I’ve been keeping a secret from you.  It wasn’t intentional…it just hasn’t really come up.  But we’re at about the half-way mark now, and if I don’t say anything…it’s going to start getting awkward I think.  We’re having another baby boy!  For those who aren’t

EveryPregnancyIsDifferentI’ve been keeping a secret from you.  It wasn’t intentional…it just hasn’t really come up.  But we’re at about the half-way mark now, and if I don’t say anything…it’s going to start getting awkward I think.  We’re having another baby boy!  For those who aren’t keeping count, this is #5.  I know, I know, we’re insane by cultural standards.  We’re way over our 2.1 quota, but we take Genesis 1:28 seriously…plus…we like sex…and as I’ve said before, I have an irrational fear of permanent birth control measures.  As such, the next few months may be a little bit more “pregnancy and birthing” themed than usual…because…well…it’s our blog, and that’s what we’re going through, and I think we may have a few things we can share, and I’m curious about other people’s experiences, so that means surveys about pregnancies most likely.

Having survived four previous pregnancies and planning to survive this (last?) one with our marriage not only intact, but still growing, I thought I’d share something I’ve learned.
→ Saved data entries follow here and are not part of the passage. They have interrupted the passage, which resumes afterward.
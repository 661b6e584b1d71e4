//! Notification handler.

use std::sync::Arc;

use nestly_core::error::AppError;

use crate::connection::handle::Connection;
use crate::message::channel::Channel;
use crate::message::types::ServerEvent;
use crate::sink::NotificationSink;

use super::{Disposer, HandlerFactory};

/// Forwards every `notify/event` envelope to a [`NotificationSink`].
#[derive(Debug, Clone)]
pub struct NotificationHandler {
    sink: Arc<dyn NotificationSink>,
}

impl NotificationHandler {
    /// Create a handler feeding `sink`.
    pub fn new(sink: Arc<dyn NotificationSink>) -> Self {
        Self { sink }
    }
}

impl HandlerFactory for NotificationHandler {
    fn name(&self) -> &'static str {
        "notification"
    }

    fn attach(&self, connection: &Arc<Connection>) -> Result<Option<Disposer>, AppError> {
        let sink = Arc::clone(&self.sink);
        let id = connection.on(Channel::Notification, move |event| {
            if let ServerEvent::Notification(envelope) = event {
                sink.ingest_notification(envelope.clone());
            }
        })?;

        let conn = Arc::downgrade(connection);
        Ok(Some(Disposer::new(move || {
            if let Some(conn) = conn.upgrade() {
                conn.off(id);
            }
        })))
    }
}
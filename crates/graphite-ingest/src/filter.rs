// Copyright 2025-Present Datadog, Inc. https://www.datadoghq.com/
// SPDX-License-Identifier: Apache-2.0

//! Allow/deny regex gate applied to each line before decoding.

use crate::errors::ConfigError;
use regex::Regex;
use std::sync::atomic::{AtomicU64, Ordering};
use std::sync::Arc;
use std::time::Instant;
use tracing::debug;

/// Instrumentation for admission checks, injected at construction rather
/// than pulled from a global registry. Named `validation_regex.<port>` so
/// multiple listeners stay distinguishable.
#[derive(Debug)]
pub struct FilterStats {
    name: String,
    checks: AtomicU64,
    check_micros: AtomicU64,
    rejects: AtomicU64,
}

impl FilterStats {
    #[must_use]
    pub fn new(port: u16) -> Self {
        Self {
            name: format!("validation_regex.{port}"),
            checks: AtomicU64::new(0),
            check_micros: AtomicU64::new(0),
            rejects: AtomicU64::new(0),
        }
    }

    pub fn name(&self) -> &str {
        &self.name
    }

    /// Number of admission checks performed.
    pub fn checks(&self) -> u64 {
        self.checks.load(Ordering::Relaxed)
    }

    /// Accumulated check latency in microseconds.
    pub fn check_micros(&self) -> u64 {
        self.check_micros.load(Ordering::Relaxed)
    }

    /// Number of lines rejected by the allow/deny patterns.
    pub fn rejects(&self) -> u64 {
        self.rejects.load(Ordering::Relaxed)
    }

    fn record_check(&self, micros: u64) {
        self.checks.fetch_add(1, Ordering::Relaxed);
        self.check_micros.fetch_add(micros, Ordering::Relaxed);
    }

    fn record_reject(&self) {
        self.rejects.fetch_add(1, Ordering::Relaxed);
    }
}

/// Admission filter with optional allow and deny patterns, compiled once at
/// construction. Patterns use full-line match semantics; a missing or blank
/// pattern means "no constraint". Read-only after construction, safe for
/// unsynchronized concurrent checks.
pub struct AdmissionFilter {
    allow: Option<Regex>,
    deny: Option<Regex>,
    stats: Arc<FilterStats>,
}

impl AdmissionFilter {
    pub fn new(
        allow: Option<&str>,
        deny: Option<&str>,
        stats: Arc<FilterStats>,
    ) -> Result<Self, ConfigError> {
        Ok(Self {
            allow: compile_full_match(allow, "allow")?,
            deny: compile_full_match(deny, "deny")?,
            stats,
        })
    }

    /// Returns true when the line is admitted. A line is rejected iff an
    /// allow pattern is set and the line does not fully match it, or a deny
    /// pattern is set and the line fully matches it. One latency observation
    /// is recorded per call, spanning the whole evaluation; each rejection
    /// increments the reject counter exactly once.
    pub fn check(&self, line: &str) -> bool {
        let start = Instant::now();
        let rejected = self.allow.as_ref().is_some_and(|re| !re.is_match(line))
            || self.deny.as_ref().is_some_and(|re| re.is_match(line));
        self.stats.record_check(start.elapsed().as_micros() as u64);

        if rejected {
            self.stats.record_reject();
            debug!("line rejected by allow/deny pattern: {}", line);
        }
        !rejected
    }

    pub fn stats(&self) -> &Arc<FilterStats> {
        &self.stats
    }
}

// Anchors the pattern so matching covers the whole line, not a substring.
fn compile_full_match(
    pattern: Option<&str>,
    which: &'static str,
) -> Result<Option<Regex>, ConfigError> {
    match pattern.map(str::trim) {
        None => Ok(None),
        Some(p) if p.is_empty() => Ok(None),
        Some(p) => Regex::new(&format!("^(?:{p})$"))
            .map(Some)
            .map_err(|source| ConfigError::InvalidPattern {
                which,
                pattern: p.to_string(),
                source,
            }),
    }
}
Every pregnancy is different

Now, don’t get me wrong, there are similarities between pregnancies, quite a few in fact.  Tiredness is generally expected, morning sickness is fairly prevalent, aches, pains, shortness of breath are all part and parcel of the process, and generally the husband feels a little…unappreciated…during the entire process.  Your wife is focused on the new baby, your family and the community is focused on your wife and generally we’re sort of treated as a sperm donor and financial support.  I’ve learned to accept and understand this phenomenon, and Christina, my wife, is amazing at trying to balance this, but with new expecting fathers and inexperienced expecting mothers, it can be a bit depressing for the husband. I do wonder, I went on some anti-depressants about 6 months after the last baby was born and i’m still taking them through the pregnancy. I don’t know what kind of affect it has on how “hormonal” I’ve been.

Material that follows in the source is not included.